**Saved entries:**
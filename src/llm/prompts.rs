use crate::models::{Document, DocumentSet, ResumeAnalysis};

const ANALYST_ROLE: &str = "You are an expert ATS (Applicant Tracking System) resume analyst and career advisor. Your task is to help users tailor their resumes for specific job applications by analyzing their current resume against the job description and company information provided. You will then offer suggestions for improvement and provide a score out of 100 to indicate how well the resume matches the job requirements.";

const ANALYSIS_STEPS: &str = r#"Now, follow these steps to analyze the resume and provide tailored advice:

1. Analyze the resume in relation to the job description:
   - Identify key skills, experiences, and qualifications mentioned in the job description.
   - Compare these to the content of the resume.
   - Note any missing key elements or areas where the resume could be strengthened.

2. Consider the company culture and background:
   - Identify aspects of the company culture that might be relevant to highlight in the resume.
   - Look for ways the applicant's experience or skills align with the company's values or mission.

3. Provide specific suggestions for tailoring the resume:
   - Recommend additions, removals, or modifications to better match the job requirements.
   - Suggest ways to incorporate relevant keywords from the job description.
   - Advise on how to highlight experiences that align with the company culture.

4. Evaluate the overall strength of the resume:
   - Consider how well the resume matches the job requirements.
   - Assess the clarity, organization, and professionalism of the resume.
   - Take into account how well the resume reflects relevant aspects of the company culture.

5. Determine a score out of 100:
   - Base this score on how well the current resume matches the job and company requirements.
   - Consider both content and presentation in your scoring."#;

const ANALYSIS_FORMAT: &str = r#"Now, provide your analysis and recommendations in the following format:

<analysis>
[Provide a detailed analysis of the resume's strengths and weaknesses in relation to the job description and company culture.]
</analysis>

<tailoring_suggestions>
[List specific suggestions for improving the resume, including additions, removals, and modifications.]
</tailoring_suggestions>

<score_justification>
[Explain your reasoning for the score you're about to give, highlighting key factors that influenced your decision.]
</score_justification>

<score>
[Provide a score out of 100]
</score>

Remember to be constructive and specific in your feedback, providing actionable advice that will help the user improve their resume for this particular job application."#;

const OPTIMIZER_ROLE: &str = "You are an expert resume optimizer. Using the feedback and suggestions provided, optimize the following resume so it matches the target job as closely as possible without inventing experience the candidate does not have.";

const OPTIMIZATION_FORMAT: &str = r#"Provide your answer in the following format:

<optimized_resume>
[The complete optimized resume as plain text, ready to be saved to a file.]
</optimized_resume>

<changes_made>
[List each change you made and which suggestion it addresses.]
</changes_made>

<new_score>
[Provide a score out of 100 for the optimized resume against the same job]
</new_score>

<score_justification>
[Explain how the changes moved the score compared with the original resume.]
</score_justification>"#;

/// First exchange: score the resume against the job and company.
#[derive(Debug, Clone)]
pub struct AnalysisRequest<'a> {
    pub documents: &'a DocumentSet,
}

impl<'a> AnalysisRequest<'a> {
    pub fn new(documents: &'a DocumentSet) -> Self {
        Self { documents }
    }

    pub fn to_prompt(&self) -> String {
        let mut prompt = String::with_capacity(self.documents.total_chars() + 4096);
        prompt.push_str(ANALYST_ROLE);
        prompt.push_str("\n\nFirst, carefully review the following information:\n\n");

        push_section(
            &mut prompt,
            "1. The user's current resume:",
            &self.documents.resume,
        );
        push_section(
            &mut prompt,
            "2. The job description for the position they are applying for:",
            &self.documents.job_description,
        );
        push_section(
            &mut prompt,
            "3. Background information on the company, including details about company culture:",
            &self.documents.company_info,
        );

        prompt.push_str(ANALYSIS_STEPS);
        prompt.push_str("\n\n");
        prompt.push_str(ANALYSIS_FORMAT);
        prompt
    }

    pub fn estimate_tokens(&self) -> usize {
        estimate_tokens(&self.to_prompt())
    }
}

/// Second exchange: rewrite the resume from the first exchange's suggestions.
#[derive(Debug, Clone)]
pub struct OptimizationRequest<'a> {
    pub resume: &'a Document,
    pub analysis: &'a ResumeAnalysis,
}

impl<'a> OptimizationRequest<'a> {
    pub fn new(resume: &'a Document, analysis: &'a ResumeAnalysis) -> Self {
        Self { resume, analysis }
    }

    pub fn to_prompt(&self) -> String {
        let mut prompt = String::with_capacity(self.resume.content.len() + 4096);
        prompt.push_str(OPTIMIZER_ROLE);
        prompt.push_str("\n\n");

        prompt.push_str(&format!("Resume:\n<resume>\n{}\n</resume>\n\n", self.resume.content));
        prompt.push_str(&format!(
            "Suggestions:\n<tailoring_suggestions>\n{}\n</tailoring_suggestions>\n\n",
            self.analysis.tailoring_suggestions
        ));

        if !self.analysis.analysis.is_empty() {
            prompt.push_str(&format!(
                "Earlier analysis of this resume:\n<analysis>\n{}\n</analysis>\n\n",
                self.analysis.analysis
            ));
        }
        if !self.analysis.score.is_empty() {
            prompt.push_str(&format!(
                "The original resume scored {} out of 100.\n\n",
                self.analysis
                    .match_score
                    .map(|s| s.value().to_string())
                    .unwrap_or_else(|| self.analysis.score.clone())
            ));
        }

        prompt.push_str(OPTIMIZATION_FORMAT);
        prompt
    }

    pub fn estimate_tokens(&self) -> usize {
        estimate_tokens(&self.to_prompt())
    }
}

fn push_section(prompt: &mut String, heading: &str, document: &Document) {
    let tag = document.kind.tag();
    prompt.push_str(&format!(
        "{}\n<{}>\n{}\n</{}>\n\n",
        heading, tag, document.content, tag
    ));
}

/// Rough estimate: ~4 characters per token.
fn estimate_tokens(prompt: &str) -> usize {
    prompt.len() / 4
}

**Task to carry out:**
For each line in the data above that contains the string "align", extract the line.

**Solution for this exercise:**
   - Look for ways the applicant's experience or skills align with the company's values or mission.
   - Advise on how to highlight experiences that align with the company culture.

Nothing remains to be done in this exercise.